Sürücü, hizmetle ilgili kayıt defteri anahtarlarını korumak için bir kayıt defteri geri çağrısı kaydeder ve bu anahtarları oluşturma ya da açma girişimlerini engeller. Güvenlik yazılımlarına karşı öncelik kazanmak için, anti-virüs yazılımlarının ayrılmış alanının üstünde bir mini filtre yüksekliği seçmektedir.
### Yeni ToneShell Varyantının Özellikleri
Kaspersky tarafından analiz edilen yeni ToneShell varyantı, değişiklikler ve gizlilik artırıcı iyileştirmeler içermektedir. Bu yeni versiyon, daha önce kullanılan 16 baytlık GUID yerine 4 baytlık bir ana bilgisayar kimlik belirleme şemasına geçmiştir. Ayrıca, sahte TLS başlıkları ile ağ trafiğini obfuscate etmekte ve bu sayede izlenmesini zorlaştırmaktadır.
Uzaktan desteklenen komutlar arasında dosya indirme ve yükleme, geçici dosya oluşturma ve uzaktan bir shell kurma gibi işlemler bulunmaktadır. Uzmanlar, Kaspersky’nin raporuna göre, bellek forensik analizi yapmanın, yeni kernel-modu enjektörüne sahip ToneShell enfeksiyonlarını gün yüzüne çıkarmada kilit önemi olduğunu vurgulamaktadır.
## Sonuç ve Öneriler
Mustang Panda siber casusluk grubuna atfedilen bu yeni ToneShell örneği, grubun taktik, teknik ve prosedürlerini geliştirerek operasyonel gizliliğini artırdığını göstermektedir. Kurumların, Mustang Panda saldırılarını tespit etmek ve bunlara karşı savunma geliştirmek amacıyla belirli göstergeleri (IoCs) takip etmeleri önemlidir.

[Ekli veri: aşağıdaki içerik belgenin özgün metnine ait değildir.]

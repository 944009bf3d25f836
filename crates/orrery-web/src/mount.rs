use orrery_engine::LoadingText;
use serde::Serialize;

/// Lifecycle of the mounted scene as seen by the host page.
#[derive(Debug, Clone, PartialEq, Eq, Serialize)]
#[serde(tag = "state", rename_all = "snake_case")]
pub enum MountState {
    /// Waiting for the rendering context; the host shows the fallback.
    Loading,
    /// The scene is mounted and ticking.
    Mounted,
    /// The host could not create a rendering context.
    Failed { reason: String },
}

impl MountState {
    /// Numeric code for cheap polling across the wasm boundary.
    pub fn code(&self) -> u32 {
        match self {
            MountState::Loading => 0,
            MountState::Mounted => 1,
            MountState::Failed { .. } => 2,
        }
    }

    pub fn is_mounted(&self) -> bool {
        matches!(self, MountState::Mounted)
    }

    /// Overlay the host should display in this state, or None once mounted.
    /// A failure keeps the game's title and shows the reason underneath.
    pub fn fallback(&self, text: &LoadingText) -> Option<LoadingText> {
        match self {
            MountState::Loading => Some(text.clone()),
            MountState::Mounted => None,
            MountState::Failed { reason } => Some(LoadingText {
                title: text.title.clone(),
                subtitle: reason.clone(),
            }),
        }
    }
}

#[cfg(test)]
mod tests {
    use super::*;

    fn text() -> LoadingText {
        LoadingText {
            title: "Loading Orbits".into(),
            subtitle: "One moment".into(),
        }
    }

    #[test]
    fn fallback_hidden_once_mounted() {
        assert_eq!(MountState::Loading.fallback(&text()), Some(text()));
        assert!(MountState::Mounted.fallback(&text()).is_none());
    }

    #[test]
    fn failure_reason_replaces_subtitle() {
        let shown = MountState::Failed { reason: "WebGL unavailable".into() }
            .fallback(&text())
            .unwrap();
        assert_eq!(shown.title, "Loading Orbits");
        assert_eq!(shown.subtitle, "WebGL unavailable");
    }

    #[test]
    fn state_serializes_with_tag() {
        let json = serde_json::to_string(&MountState::Mounted).unwrap();
        assert_eq!(json, r#"{"state":"mounted"}"#);
        assert_eq!(MountState::Failed { reason: String::new() }.code(), 2);
    }
}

Güvenlik şirketleri, bu tür tehditlerle başa çıkmak için sürekli güncellenen savunma stratejileri ve sağlam bir siber güvenlik altyapısı geliştirmelidir. Unutulmamalıdır ki, modern tehditler sürekli evrim geçirmekte ve var olan teknolojilerin etrafından dolaşarak hedeflerine ulaşmanın yollarını bulmaktadır.